Cutting some of the trees, transforming the park into the mini square and cutting it off from the traffic is part of the wider action by the city government to close the entire downtown for traffic and pave green areas with granite slabs. Local residents began to protest even before the works started, but the protesting became physical since September 2018. Described as employing the "guerrilla tactics", the residents organized signing of the petitions on the square, organizing protests on the location and 24-hours a day "guards", forming human chains, blocking the machines and also blocking and escorting workers from the construction site as they had no official work orders. There were even physical skirmishes with a group of anonymous non-residents who gathered and engaged the protesters.
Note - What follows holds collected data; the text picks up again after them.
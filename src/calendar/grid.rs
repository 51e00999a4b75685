use rust_decimal::Decimal;
use serde::Serialize;

use super::bucket::DateBucketIndex;
use super::cursor::MonthCursor;
use crate::domain::CalendarEntry;

pub const DAYS_PER_WEEK: usize = 7;

/// One square of the month grid. Padding cells have no day number.
#[derive(Debug, Clone, Default, PartialEq, Eq, Serialize)]
pub struct CalendarCell {
    pub day: Option<u32>,
    pub entries: Vec<CalendarEntry>,
}

impl CalendarCell {
    pub fn padding() -> Self {
        Self::default()
    }

    pub fn is_padding(&self) -> bool {
        self.day.is_none()
    }

    pub fn total(&self) -> Decimal {
        self.entries.iter().map(|entry| entry.amount.value()).sum()
    }
}

/// Week-aligned cells for one month: leading padding up to the first
/// weekday, one cell per day, then trailing padding to complete the week.
#[derive(Debug, Clone, PartialEq, Eq, Serialize)]
pub struct CalendarGrid {
    pub cursor: MonthCursor,
    pub first_weekday: u32,
    pub days_in_month: u32,
    pub cells: Vec<CalendarCell>,
}

impl CalendarGrid {
    /// Rows of seven cells, Sunday first.
    pub fn weeks(&self) -> impl Iterator<Item = &[CalendarCell]> {
        self.cells.chunks(DAYS_PER_WEEK)
    }

    pub fn week_count(&self) -> usize {
        self.cells.len() / DAYS_PER_WEEK
    }

    pub fn cell_for_day(&self, day: u32) -> Option<&CalendarCell> {
        if day == 0 || day > self.days_in_month {
            return None;
        }
        self.cells
            .get(self.first_weekday as usize + day as usize - 1)
    }

    pub fn total(&self) -> Decimal {
        self.cells.iter().map(CalendarCell::total).sum()
    }

    pub fn entry_count(&self) -> usize {
        self.cells.iter().map(|cell| cell.entries.len()).sum()
    }
}

pub struct CalendarGridBuilder;

impl CalendarGridBuilder {
    pub fn build(cursor: MonthCursor, index: &DateBucketIndex) -> CalendarGrid {
        let first_weekday = cursor.first_weekday();
        let days_in_month = cursor.days_in_month();
        let leading = first_weekday as usize;
        let filled = leading + days_in_month as usize;
        let capacity = filled.div_ceil(DAYS_PER_WEEK) * DAYS_PER_WEEK;

        tracing::debug!(
            month = %cursor.label(),
            first_weekday,
            days_in_month,
            cells = capacity,
            "building calendar grid"
        );

        let mut cells = Vec::with_capacity(capacity);
        cells.resize_with(leading, CalendarCell::padding);
        for day in 1..=days_in_month {
            let entries = cursor
                .date_key(day)
                .map(|key| index.lookup(&key).to_vec())
                .unwrap_or_default();
            cells.push(CalendarCell {
                day: Some(day),
                entries,
            });
        }
        cells.resize_with(capacity, CalendarCell::padding);

        CalendarGrid {
            cursor,
            first_weekday,
            days_in_month,
            cells,
        }
    }
}

pub fn build_grid(cursor: MonthCursor, index: &DateBucketIndex) -> CalendarGrid {
    CalendarGridBuilder::build(cursor, index)
}
mod common;

use bill_calendar::classify::{
    classify_magnitude, classify_urgency, palette::card, resolve_card_state, urgency_colors,
    MagnitudeTier, StrategyKey, UrgencyInput, UrgencyTier,
};
use bill_calendar::domain::Amount;
use common::cents;

fn tier_for(days: i64) -> UrgencyTier {
    classify_urgency(UrgencyInput::new(false, days), false).tier
}

fn magnitude(value: i64) -> MagnitudeTier {
    classify_magnitude(Amount::new(cents(value)).unwrap())
}

#[test]
fn urgency_boundaries() {
    assert_eq!(tier_for(3), UrgencyTier::Critical);
    assert_eq!(tier_for(4), UrgencyTier::Soon);
    assert_eq!(tier_for(7), UrgencyTier::Soon);
    assert_eq!(tier_for(8), UrgencyTier::Normal);
}

#[test]
fn every_day_count_maps_to_one_tier() {
    for days in -60..=60 {
        let tier = tier_for(days);
        let expected = if days <= 3 {
            UrgencyTier::Critical
        } else if days <= 7 {
            UrgencyTier::Soon
        } else {
            UrgencyTier::Normal
        };
        assert_eq!(tier, expected, "days = {days}");
    }
}

#[test]
fn overdue_always_wins() {
    for days in [i64::MIN, -400, -1, 0, 1, 3, 4, 7, 8, 400, i64::MAX] {
        for dark in [false, true] {
            let badge = classify_urgency(UrgencyInput::new(true, days), dark);
            assert_eq!(badge.tier, UrgencyTier::Overdue);
            assert_eq!(badge.label, "Overdue");
            assert_eq!(badge.colors, urgency_colors(UrgencyTier::Overdue, dark));
        }
    }
}

#[test]
fn badge_colors_follow_mode() {
    for days in [1, 5] {
        let light = classify_urgency(UrgencyInput::new(false, days), false);
        let dark = classify_urgency(UrgencyInput::new(false, days), true);
        assert_eq!(light.tier, dark.tier);
        assert_eq!(light.label, dark.label);
        assert_ne!(light.colors, dark.colors);
    }
    let light = classify_urgency(UrgencyInput::new(false, 30), false);
    let dark = classify_urgency(UrgencyInput::new(false, 30), true);
    assert_eq!(light.colors, dark.colors);
}

#[test]
fn magnitude_boundaries() {
    assert_eq!(magnitude(4999), MagnitudeTier::Low);
    assert_eq!(magnitude(5000), MagnitudeTier::Medium);
    assert_eq!(magnitude(19999), MagnitudeTier::Medium);
    assert_eq!(magnitude(20000), MagnitudeTier::High);
}

#[test]
fn card_states() {
    let selected = resolve_card_state(StrategyKey::Avalanche, Some(StrategyKey::Avalanche), None);
    assert_eq!(selected.border_width, 2);
    assert_eq!(selected.border_color, card::ACCENT_STRONG);
    assert!(selected.background_override.is_some());

    let recommended = resolve_card_state(
        StrategyKey::Snowball,
        Some(StrategyKey::Avalanche),
        Some(StrategyKey::Snowball.recommended_label()),
    );
    assert_eq!(recommended.border_width, 2);
    assert_eq!(recommended.border_color, card::ACCENT_WEAK);
    assert!(recommended.background_override.is_none());

    let neither = resolve_card_state(StrategyKey::Minimum, Some(StrategyKey::Avalanche), None);
    assert_eq!(neither.border_width, 1);
    assert_eq!(neither.border_color, card::DEFAULT_BORDER);
    assert!(neither.background_override.is_none());
}
//! Domain error types

mod identity_error;

pub use identity_error::IdentityResolutionError;
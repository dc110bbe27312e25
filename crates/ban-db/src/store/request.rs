//! Ban request - caller-facing input to `BanStore::add_ban`

use ban_core::PlayerIndex;

/// A ban to record, expressed in engine player references
///
/// Defaults to a permanent, system-issued ban with no reason.
#[derive(Debug, Clone, PartialEq, Eq)]
pub struct BanRequest {
    pub target: PlayerIndex,
    /// Seconds, 0 = permanent
    pub duration: u32,
    /// `None` (or the world slot) for system-issued bans
    pub admin: Option<PlayerIndex>,
    pub reason: Option<String>,
}

impl BanRequest {
    pub fn new(target: PlayerIndex) -> Self {
        Self {
            target,
            duration: 0,
            admin: None,
            reason: None,
        }
    }

    /// Set the ban length in seconds
    pub fn duration(mut self, seconds: u32) -> Self {
        self.duration = seconds;
        self
    }

    /// Set the issuing admin
    pub fn admin(mut self, admin: PlayerIndex) -> Self {
        self.admin = Some(admin);
        self
    }

    pub fn reason(mut self, reason: impl Into<String>) -> Self {
        self.reason = Some(reason.into());
        self
    }
}
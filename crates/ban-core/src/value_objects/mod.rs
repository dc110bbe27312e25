//! Value objects - immutable types that represent domain concepts

mod player_index;
mod steam_id;

pub use player_index::PlayerIndex;
pub use steam_id::{SteamId, SteamIdParseError};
Apart from the urban, traffic, aesthetic and humane reasons, one of the objections included the price: on average, renovation of 100 m of the street would cost €850,000. As the protests were held concurrently with the protests at the Republic Square, against the square's renovation project, city assembly adopted a "conclusion" that city will sue everyone blocking the works.

However the protest continued and on 30 May 2019 city announced that the Podrecca's project will be abandoned: trees won't be cut, the park will remain with added trees, it won't be part of the widened pedestrian zone while it remained unclear where the Jevrić's sculptures will be exhibited. Residents quit the blockade and the new deadline was set for 1 September 2019, when the reconstructed park was reopened. New, much cheaper project of the more greener park with an open-air stage and the streets open for traffic around it, was presented in June 2019.